Set the data down once more, in full and exactly.

Saved entries:
────────────────
use std::ops::{Add, AddAssign, Mul, Neg, Sub};

use serde::{Deserialize, Serialize};

pub use kurbo::{Point, Rect, Size, Vec2};

/// Build a [`Rect`] from a bottom-left origin and a size.
///
/// Panoply works in y-up screen space, so `y0` is the bottom edge and `y1` the top.
pub fn rect_xywh(x: f64, y: f64, w: f64, h: f64) -> Rect {
    Rect::new(x, y, x + w, y + h)
}

/// Three-component vector used for camera and artwork transforms (Euler angles in degrees).
#[derive(Clone, Copy, Debug, Default, PartialEq, Serialize)]
pub struct Vec3 {
    /// X component.
    pub x: f64,
    /// Y component.
    pub y: f64,
    /// Z component.
    pub z: f64,
}

impl Vec3 {
    /// The zero vector.
    pub const ZERO: Self = Self::new(0.0, 0.0, 0.0);
    /// The all-ones vector.
    pub const ONE: Self = Self::new(1.0, 1.0, 1.0);

    /// Build a [`Vec3`] value.
    pub const fn new(x: f64, y: f64, z: f64) -> Self {
        Self { x, y, z }
    }

    /// Uniform vector with every component set to `v`.
    pub const fn splat(v: f64) -> Self {
        Self::new(v, v, v)
    }

    /// Whether every component is finite.
    pub fn is_finite(self) -> bool {
        self.x.is_finite() && self.y.is_finite() && self.z.is_finite()
    }
}

impl Add for Vec3 {
    type Output = Self;
    fn add(self, rhs: Self) -> Self {
        Self::new(self.x + rhs.x, self.y + rhs.y, self.z + rhs.z)
    }
}

impl AddAssign for Vec3 {
    fn add_assign(&mut self, rhs: Self) {
        *self = *self + rhs;
    }
}

impl Sub for Vec3 {
    type Output = Self;
    fn sub(self, rhs: Self) -> Self {
        Self::new(self.x - rhs.x, self.y - rhs.y, self.z - rhs.z)
    }
}

impl Mul<f64> for Vec3 {
    type Output = Self;
    fn mul(self, rhs: f64) -> Self {
        Self::new(self.x * rhs, self.y * rhs, self.z * rhs)
    }
}

impl Neg for Vec3 {
    type Output = Self;
    fn neg(self) -> Self {
        Self::new(-self.x, -self.y, -self.z)
    }
}

impl<'de> Deserialize<'de> for Vec3 {
    fn deserialize<D>(deserializer: D) -> Result<Self, D::Error>
    where
        D: serde::Deserializer<'de>,
    {
        #[derive(Deserialize)]
        #[serde(untagged)]
        enum Repr {
            Arr([f64; 3]),
            Obj {
                #[serde(default)]
                x: f64,
                #[serde(default)]
                y: f64,
                #[serde(default)]
                z: f64,
            },
        }

        match Repr::deserialize(deserializer)? {
            Repr::Arr([x, y, z]) => Ok(Self { x, y, z }),
            Repr::Obj { x, y, z } => Ok(Self { x, y, z }),
        }
    }
}

/// Straight-alpha RGBA colour with unit-range components.
#[derive(Clone, Copy, Debug, PartialEq, Serialize)]
pub struct Rgba {
    /// Red.
    pub r: f64,
    /// Green.
    pub g: f64,
    /// Blue.
    pub b: f64,
    /// Alpha.
    pub a: f64,
}

impl Rgba {
    /// Opaque white.
    pub const WHITE: Self = Self::new(1.0, 1.0, 1.0, 1.0);
    /// Opaque black.
    pub const BLACK: Self = Self::new(0.0, 0.0, 0.0, 1.0);
    /// Fully transparent black.
    pub const CLEAR: Self = Self::new(0.0, 0.0, 0.0, 0.0);

    /// Build an [`Rgba`] value.
    pub const fn new(r: f64, g: f64, b: f64, a: f64) -> Self {
        Self { r, g, b, a }
    }
}

impl Default for Rgba {
    fn default() -> Self {
        Self::WHITE
    }
}

impl<'de> Deserialize<'de> for Rgba {
    fn deserialize<D>(deserializer: D) -> Result<Self, D::Error>
    where
        D: serde::Deserializer<'de>,
    {
        fn opaque() -> f64 {
            1.0
        }

        #[derive(Deserialize)]
        #[serde(untagged)]
        enum Repr {
            Rgb([f64; 3]),
            Rgba([f64; 4]),
            Obj {
                r: f64,
                g: f64,
                b: f64,
                #[serde(default = "opaque")]
                a: f64,
            },
        }

        match Repr::deserialize(deserializer)? {
            Repr::Rgb([r, g, b]) => Ok(Self::new(r, g, b, 1.0)),
            Repr::Rgba([r, g, b, a]) => Ok(Self::new(r, g, b, a)),
            Repr::Obj { r, g, b, a } => Ok(Self::new(r, g, b, a)),
        }
    }
}

#[cfg(test)]
#[path = "../../tests/unit/foundation/core.rs"]
mod tests;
────────────────
ANSWER FOR THIS EXERCISE:
use std::ops::{Add, AddAssign, Mul, Neg, Sub};

use serde::{Deserialize, Serialize};

pub use kurbo::{Point, Rect, Size, Vec2};

/// Build a [`Rect`] from a bottom-left origin and a size.
///
/// Panoply works in y-up screen space, so `y0` is the bottom edge and `y1` the top.
pub fn rect_xywh(x: f64, y: f64, w: f64, h: f64) -> Rect {
    Rect::new(x, y, x + w, y + h)
}

/// Three-component vector used for camera and artwork transforms (Euler angles in degrees).
#[derive(Clone, Copy, Debug, Default, PartialEq, Serialize)]
pub struct Vec3 {
    /// X component.
    pub x: f64,
    /// Y component.
    pub y: f64,
    /// Z component.
    pub z: f64,
}

impl Vec3 {
    /// The zero vector.
    pub const ZERO: Self = Self::new(0.0, 0.0, 0.0);
    /// The all-ones vector.
    pub const ONE: Self = Self::new(1.0, 1.0, 1.0);

    /// Build a [`Vec3`] value.
    pub const fn new(x: f64, y: f64, z: f64) -> Self {
        Self { x, y, z }
    }

    /// Uniform vector with every component set to `v`.
    pub const fn splat(v: f64) -> Self {
        Self::new(v, v, v)
    }

    /// Whether every component is finite.
    pub fn is_finite(self) -> bool {
        self.x.is_finite() && self.y.is_finite() && self.z.is_finite()
    }
}

impl Add for Vec3 {
    type Output = Self;
    fn add(self, rhs: Self) -> Self {
        Self::new(self.x + rhs.x, self.y + rhs.y, self.z + rhs.z)
    }
}

impl AddAssign for Vec3 {
    fn add_assign(&mut self, rhs: Self) {
        *self = *self + rhs;
    }
}

impl Sub for Vec3 {
    type Output = Self;
    fn sub(self, rhs: Self) -> Self {
        Self::new(self.x - rhs.x, self.y - rhs.y, self.z - rhs.z)
    }
}

impl Mul<f64> for Vec3 {
    type Output = Self;
    fn mul(self, rhs: f64) -> Self {
        Self::new(self.x * rhs, self.y * rhs, self.z * rhs)
    }
}

impl Neg for Vec3 {
    type Output = Self;
    fn neg(self) -> Self {
        Self::new(-self.x, -self.y, -self.z)
    }
}

impl<'de> Deserialize<'de> for Vec3 {
    fn deserialize<D>(deserializer: D) -> Result<Self, D::Error>
    where
        D: serde::Deserializer<'de>,
    {
        #[derive(Deserialize)]
        #[serde(untagged)]
        enum Repr {
            Arr([f64; 3]),
            Obj {
                #[serde(default)]
                x: f64,
                #[serde(default)]
                y: f64,
                #[serde(default)]
                z: f64,
            },
        }

        match Repr::deserialize(deserializer)? {
            Repr::Arr([x, y, z]) => Ok(Self { x, y, z }),
            Repr::Obj { x, y, z } => Ok(Self { x, y, z }),
        }
    }
}

/// Straight-alpha RGBA colour with unit-range components.
#[derive(Clone, Copy, Debug, PartialEq, Serialize)]
pub struct Rgba {
    /// Red.
    pub r: f64,
    /// Green.
    pub g: f64,
    /// Blue.
    pub b: f64,
    /// Alpha.
    pub a: f64,
}

impl Rgba {
    /// Opaque white.
    pub const WHITE: Self = Self::new(1.0, 1.0, 1.0, 1.0);
    /// Opaque black.
    pub const BLACK: Self = Self::new(0.0, 0.0, 0.0, 1.0);
    /// Fully transparent black.
    pub const CLEAR: Self = Self::new(0.0, 0.0, 0.0, 0.0);

    /// Build an [`Rgba`] value.
    pub const fn new(r: f64, g: f64, b: f64, a: f64) -> Self {
        Self { r, g, b, a }
    }
}

impl Default for Rgba {
    fn default() -> Self {
        Self::WHITE
    }
}

impl<'de> Deserialize<'de> for Rgba {
    fn deserialize<D>(deserializer: D) -> Result<Self, D::Error>
    where
        D: serde::Deserializer<'de>,
    {
        fn opaque() -> f64 {
            1.0
        }

        #[derive(Deserialize)]
        #[serde(untagged)]
        enum Repr {
            Rgb([f64; 3]),
            Rgba([f64; 4]),
            Obj {
                r: f64,
                g: f64,
                b: f64,
                #[serde(default = "opaque")]
                a: f64,
            },
        }

        match Repr::deserialize(deserializer)? {
            Repr::Rgb([r, g, b]) => Ok(Self::new(r, g, b, 1.0)),
            Repr::Rgba([r, g, b, a]) => Ok(Self::new(r, g, b, a)),
            Repr::Obj { r, g, b, a } => Ok(Self::new(r, g, b, a)),
        }
    }
}

#[cfg(test)]
#[path = "../../tests/unit/foundation/core.rs"]
mod tests;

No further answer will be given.